Description: 

While testing a bugfix for a different kernel issue, I inadvertently discovered a way to trigger a double free in the IPv4 networking stack via the use of the MPTCP protocol and labeled networking. A similar bug exists with IPv6, but there it only triggers a refcount underflow, which doesn't lead to a double free. Please see the attached shell reproducers (repro.sh for IPv4 and repro6.sh for IPv6), which include a description of the flaw.

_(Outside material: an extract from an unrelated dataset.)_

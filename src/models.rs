//! Frontend Models
//!
//! View models projected by feed-core; components render nothing else.

pub use feed_core::view::{AuthorView, CommentView, PaginationView, PostCardView};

The double free requires a few preconditions to be met:
1. SELinux needs to be enabled (can be permissive) and a policy that supports network labeling must be loaded. (This is true in default configuration on Fedora and RHEL. Other Linux Security Modules supporting network labeling, such as SMACK, may also enable this flaw, but I didn't test it.)
2. MPTCP must be available and enabled. (True on Fedora; disabled by default on RHEL-9; unavailable on earlier versions of RHEL.)
3. NetLabel must be configured in a specific way. (Not default on both Fedora and RHEL; can only be done by a privileged user.)

I believe the flaw has been present in the Linux kernel since the initial introduction of MPTCP, though I didn't verify this. I'm not aware of any public discussions about this flaw and I haven't shared it with anyone. I also didn't identify the exact root cause and don't have a fix - I'll leave that to MPTCP/networking experts :) I can assist as an SME for SELinux and NetLabel if needed, though the upstream SELinux maintainers will likely have better knowledge than me (and I presume they will also get involved in the security bugfix process at some point).